What we’ve been checking out…

Instead of telling those who live in poor neighborhoods what is wrong with them, we need to start asking more questions.

One year after Michael Brown’s murder, these young black writers thoughts on Black Lives Matter will be the most meaningful reflections you’ll read.

Your public speaking expertise is one more thing you can thank your parents for. This week Quartz revealed that you learned everything you need to know about public speaking in childhood.
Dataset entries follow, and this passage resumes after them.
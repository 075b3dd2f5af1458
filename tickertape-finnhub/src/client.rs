//! HTTPS transport

use embedded_nal_async::{Dns, TcpConnect};
use heapless::String;
use reqwless::client::HttpClient;
use reqwless::request::Method;

use tickertape_core::config::MAX_TOKEN_LEN;
use tickertape_core::traits::{FetchError, MarketStatus, Quote, QuoteSource};

use crate::api;

/// Response buffer (headers and body); quote bodies are well under 1 KiB
pub const RX_BUFFER_SIZE: usize = 4096;

/// Finnhub-backed [`QuoteSource`]
///
/// One request at a time; each lookup opens a fresh connection.
pub struct FinnhubSource<'a, T, D>
where
    T: TcpConnect + 'a,
    D: Dns + 'a,
{
    client: HttpClient<'a, T, D>,
    token: String<MAX_TOKEN_LEN>,
    rx: [u8; RX_BUFFER_SIZE],
}

impl<'a, T, D> FinnhubSource<'a, T, D>
where
    T: TcpConnect + 'a,
    D: Dns + 'a,
{
    /// Wrap a TLS-capable HTTP client
    pub fn new(client: HttpClient<'a, T, D>, token: &str) -> Self {
        let mut owned = String::new();
        for ch in token.chars() {
            if owned.push(ch).is_err() {
                break;
            }
        }
        Self {
            client,
            token: owned,
            rx: [0; RX_BUFFER_SIZE],
        }
    }

    /// GET `url` and return the body of a 2xx response
    async fn get(&mut self, url: &str) -> Result<&[u8], FetchError> {
        let mut request = self
            .client
            .request(Method::GET, url)
            .await
            .map_err(transport)?;
        let response = request.send(&mut self.rx).await.map_err(transport)?;

        if !response.status.is_successful() {
            return Err(FetchError::Status(response.status.0));
        }

        let body = response.body().read_to_end().await.map_err(transport)?;
        Ok(body)
    }
}

fn transport(e: reqwless::Error) -> FetchError {
    #[cfg(feature = "defmt")]
    defmt::debug!("finnhub: transport error {:?}", e);
    #[cfg(not(feature = "defmt"))]
    let _ = e;
    FetchError::Transport
}

impl<'a, T, D> QuoteSource for FinnhubSource<'a, T, D>
where
    T: TcpConnect + 'a,
    D: Dns + 'a,
{
    async fn quote(&mut self, symbol: &str) -> Result<Quote, FetchError> {
        let url = api::quote_url(symbol, self.token.as_str())?;
        let body = self.get(url.as_str()).await?;
        api::parse_quote(body)
    }

    async fn market_status(&mut self) -> Result<MarketStatus, FetchError> {
        let url = api::market_status_url(self.token.as_str())?;
        let body = self.get(url.as_str()).await?;
        api::parse_market_status(body)
    }
}
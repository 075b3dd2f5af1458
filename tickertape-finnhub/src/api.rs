//! Finnhub URLs and response bodies

use core::fmt::Write;

use heapless::String;
use serde::Deserialize;

use tickertape_core::traits::{FetchError, MarketStatus, Quote};

/// REST API root
pub const API_BASE: &str = "https://finnhub.io/api/v1";

/// Longest request URL
pub const MAX_URL_LEN: usize = 192;

pub type Url = String<MAX_URL_LEN>;

/// Quote endpoint for one symbol
pub fn quote_url(symbol: &str, token: &str) -> Result<Url, FetchError> {
    let mut url = Url::new();
    write!(url, "{}/quote?symbol={}&token={}", API_BASE, symbol, token)
        .map_err(|_| FetchError::Malformed)?;
    Ok(url)
}

/// US market session endpoint
pub fn market_status_url(token: &str) -> Result<Url, FetchError> {
    let mut url = Url::new();
    write!(url, "{}/stock/market/status?exchange=US&token={}", API_BASE, token)
        .map_err(|_| FetchError::Malformed)?;
    Ok(url)
}

/// `/quote` body; unknown symbols come back with zeros and nulls
#[derive(Deserialize)]
struct QuoteBody {
    #[serde(default)]
    c: Option<f32>,
    #[serde(default)]
    dp: Option<f32>,
}

/// `/stock/market/status` body
#[derive(Deserialize)]
struct MarketBody<'a> {
    #[serde(borrow, default)]
    market: Option<&'a str>,
    #[serde(default, rename = "isOpen")]
    is_open: Option<bool>,
}

/// Parse a quote; missing or null numbers read as zero
pub fn parse_quote(body: &[u8]) -> Result<Quote, FetchError> {
    let (parsed, _) =
        serde_json_core::from_slice::<QuoteBody>(body).map_err(|_| FetchError::Malformed)?;
    Ok(Quote {
        price: parsed.c.unwrap_or(0.0),
        change_percent: parsed.dp.unwrap_or(0.0),
    })
}

/// Parse the market session
///
/// `isOpen` wins when present; otherwise `market` must read `"open"`.
pub fn parse_market_status(body: &[u8]) -> Result<MarketStatus, FetchError> {
    let (parsed, _) =
        serde_json_core::from_slice::<MarketBody>(body).map_err(|_| FetchError::Malformed)?;
    let open = match parsed.is_open {
        Some(open) => open,
        None => parsed.market == Some("open"),
    };
    Ok(if open {
        MarketStatus::Open
    } else {
        MarketStatus::Closed
    })
}

#[cfg(test)]
mod tests {
    use super::*;

    #[test]
    fn test_quote_url() {
        let url = quote_url("NVDA", "abc123").unwrap();
        assert_eq!(
            url.as_str(),
            "https://finnhub.io/api/v1/quote?symbol=NVDA&token=abc123"
        );
    }

    #[test]
    fn test_market_status_url() {
        let url = market_status_url("abc123").unwrap();
        assert_eq!(
            url.as_str(),
            "https://finnhub.io/api/v1/stock/market/status?exchange=US&token=abc123"
        );
    }

    #[test]
    fn test_parse_quote() {
        let body = br#"{"c":261.74,"d":0.47,"dp":0.1799,"h":263.31,"l":260.68,"o":261.07,"pc":261.27,"t":1727712000}"#;
        let quote = parse_quote(body).unwrap();
        assert!((quote.price - 261.74).abs() < 1e-3);
        assert!((quote.change_percent - 0.1799).abs() < 1e-4);
    }

    #[test]
    fn test_parse_unknown_symbol() {
        let body = br#"{"c":0,"d":null,"dp":null,"h":0,"l":0,"o":0,"pc":0,"t":0}"#;
        let quote = parse_quote(body).unwrap();
        assert_eq!(quote.price, 0.0);
        assert_eq!(quote.change_percent, 0.0);
    }

    #[test]
    fn test_parse_quote_garbage() {
        assert_eq!(parse_quote(b"<html>502</html>"), Err(FetchError::Malformed));
        assert_eq!(parse_quote(b""), Err(FetchError::Malformed));
    }

    #[test]
    fn test_parse_market_status() {
        let body = br#"{"exchange":"US","holiday":null,"isOpen":false,"session":"pre-market","t":1727712000,"timezone":"America/New_York"}"#;
        assert_eq!(parse_market_status(body), Ok(MarketStatus::Closed));

        let body = br#"{"exchange":"US","isOpen":true,"session":"regular"}"#;
        assert_eq!(parse_market_status(body), Ok(MarketStatus::Open));

        assert_eq!(
            parse_market_status(br#"{"market":"open"}"#),
            Ok(MarketStatus::Open)
        );
        assert_eq!(
            parse_market_status(br#"{"market":"closed"}"#),
            Ok(MarketStatus::Closed)
        );
        assert_eq!(parse_market_status(b"{}"), Ok(MarketStatus::Closed));
        assert_eq!(parse_market_status(b"nope"), Err(FetchError::Malformed));
    }
}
When it comes to #BlackLivesMatter, liberals’ deflection of blame is just as bad as conservatives condemning the victims of police brutality.

Here are seven pieces of bad public speaking advice that we must ditch immediately. The first to go: stop imagining the audience in their underwear.

And then there was that moment when President Obama wrote a letter to the editor of the New York Times about how the Voting Rights Act has been undermined.

The latest from our speakers…

Although the lack of diversity in Silicon Valley is often the focus of our conversations about race in tech, Latoya Peterson points out that apps may be the real bed of implicit bias.

Mychal Denzel Smith’s latest in the Nation addresses how his generation is reviving black rage and why it’s essential for holding America accountable.

Samhita Mukhopadhyay wonders why we’re so scared of our favorite rom-coms ending with a single woman.

Julie Zeilinger offers eight basic ideas that feminists wish were just common knowledge at this point.

This past week, Ferguson police reacted to peaceful protesters in a similarly horrific way as they did a year ago. Brittney Cooper addresses white America’s amnesia and why black America cannot forget the long history of anti-black atrocities.

What if we stopped attempting to cure terminally ill patients and cared for them instead? Courtney Martin offers a new perspective on hospice care courtesy of the Zen Hospice Project.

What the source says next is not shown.